June 10, 1857, the difference between the Volga Hotel Stock Company and Alfred Lasher was arbitrated by William Bonine, B.B. Allen and Thomas Harper, who awarded $200 to Lasher.

Reapers and Threshing Machines in 1857, Fayette, County---PLEASANT VALLEY: A.P. Bartholomew- half a thresher $100, James Connor Sr.- threshing $250, Joseph Forbes-threshing $100, James Kinyon-threshing $250, Jacob Laymon-threshing $100; FAIRFIELD: Vernon Arbuckle-half threshing $60, Selly Sherman-half threshing $60, Robert Ward-threshing $150; PUTMAN: Stephen Wescott-reaper $80; WINDSOR: John Bare-half threshing $80, Abraham Bare-half threshing $80, B. Craft-threshing $160, Abraham Craft-reaper $65, Hance Cummings-reaper $100, Thomas McMarry-half reaper $40, Thomas Turner-thresher and reaper $250; RICHLAND (now BETHEL), AUBURN, CLEMONT, JEFFERSON, BANKS, FREMONT, ILLYRA, AND EDEN: none; WEST UNION: Jesse Dollarhide-half reaper $50; DOVER: Elijah Pierce-reaper $50; ORAN: James Hurd-threshing $150, David Simpson-threshing $50; WESTFIELD (which then included the present townships of CENTER, HARLAN, SMITHFIELD, and SCOTT: Edwin Cave-reaper $90, John V. Dunham-threshing $90; TOTAL FOR THE COUNTY: Threshing machine=13, Reapers= 8, Total+=21.

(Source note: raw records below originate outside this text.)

//! The extract → delegate → verify flow.
//!
//! Each stage either hands its product to the next one or ends the attempt with a single
//! [`Outcome`]:
//!
//! - extraction: missing credentials end in an error, before any network traffic;
//! - delegation: transport faults and non-200 statuses end in an error;
//! - parsing: an unreadable body or one without a username ends in the 401 failure;
//! - verification: verifier errors and unresolved users end in an error, anything else succeeds.

// self
use crate::{
	_prelude::*,
	auth::{Credentials, RemoteIdentity},
	hooks::{CredentialExtractor, IdentityVerifier},
	http::{DelegatedRequest, DelegatedResponse, DelegationHttpClient},
	obs::{self, AuthOutcome, AuthSpan, AuthStage},
	outcome::{Failure, Outcome, OutcomeSink},
	strategy::{AuthFuture, STRATEGY_NAME, SmartNsfStrategy, Strategy},
};

impl<E, V, C> SmartNsfStrategy<E, V, C>
where
	V: IdentityVerifier,
	C: ?Sized + DelegationHttpClient,
{
	/// Runs one authentication attempt for `request` and returns its outcome.
	pub async fn authenticate<R>(&self, request: &R) -> Outcome<V::User>
	where
		R: ?Sized,
		E: CredentialExtractor<R>,
	{
		let span = AuthSpan::new(STRATEGY_NAME, &self.config.remote_host);

		obs::record_auth_outcome(AuthOutcome::Attempt);

		let outcome = span
			.instrument(async move {
				let outcome = self.run(request).await;

				obs::trace_outcome(&outcome);

				outcome
			})
			.await;

		obs::record_auth_outcome(outcome.kind());

		outcome
	}

	/// Runs one authentication attempt and reports its outcome to `sink`.
	pub async fn authenticate_into<R, S>(&self, request: &R, sink: S)
	where
		R: ?Sized,
		E: CredentialExtractor<R>,
		S: OutcomeSink<V::User>,
	{
		self.authenticate(request).await.report(sink);
	}

	async fn run<R>(&self, request: &R) -> Outcome<V::User>
	where
		R: ?Sized,
		E: CredentialExtractor<R>,
	{
		let credentials = match self.extractor.extract(request) {
			Ok(credentials) => credentials,
			Err(e) => return Outcome::Error(e.into()),
		};

		obs::trace_stage(AuthStage::Extracted);

		let response = match self.delegate(credentials).await {
			Ok(response) => response,
			Err(e) => return Outcome::Error(e),
		};

		obs::trace_stage(AuthStage::Delegated);

		let identity = match RemoteIdentity::from_body(&response.body) {
			Ok(identity) => identity.with_cookies(response.cookies),
			Err(rejection) => {
				obs::trace_rejection(&rejection);

				return Outcome::Fail(Failure::authentication_failed());
			},
		};

		obs::trace_stage(AuthStage::Parsed);

		match self.verifier.verify(identity).await {
			Ok(Some(user)) => {
				obs::trace_stage(AuthStage::Verified);

				Outcome::Success(user)
			},
			Ok(None) => Outcome::Error(Error::NoUser),
			Err(e) => Outcome::Error(Error::verify(e)),
		}
	}

	/// Posts the login form and returns the final response when its status is 200.
	async fn delegate(&self, credentials: Credentials) -> Result<DelegatedResponse> {
		let form = credentials.into_login_form(self.endpoints.redirect_to.as_str());
		let request = DelegatedRequest {
			url: &self.endpoints.login_url,
			form: &form,
			cookie_scope: &self.endpoints.cookie_scope,
		};
		let response = self.http_client.post_form(request).await?;

		if response.status != 200 {
			return Err(Error::UnexpectedStatus { status: response.status });
		}

		Ok(response)
	}
}
impl<R, E, V, C> Strategy<R> for SmartNsfStrategy<E, V, C>
where
	R: ?Sized + Sync,
	E: CredentialExtractor<R>,
	V: IdentityVerifier,
	C: ?Sized + DelegationHttpClient,
{
	type User = V::User;

	fn name(&self) -> &'static str {
		STRATEGY_NAME
	}

	fn authenticate<'a>(&'a self, request: &'a R) -> AuthFuture<'a, Self::User> {
		Box::pin(SmartNsfStrategy::authenticate(self, request))
	}
}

Some Questions: There were many farmers at this time owning land and living in all of the different townships. It would be interesting to know why Windsor Township in 1857 had one third of all the reapers and threshing machines in Fayette County. Did some good machinery salesmen cover that particular territory? Were the farmers there more progressive? Was more grain then grown there than elsewhere in the county? What kind of reapers and threshing machines could our farmer ancestors buy in 1857?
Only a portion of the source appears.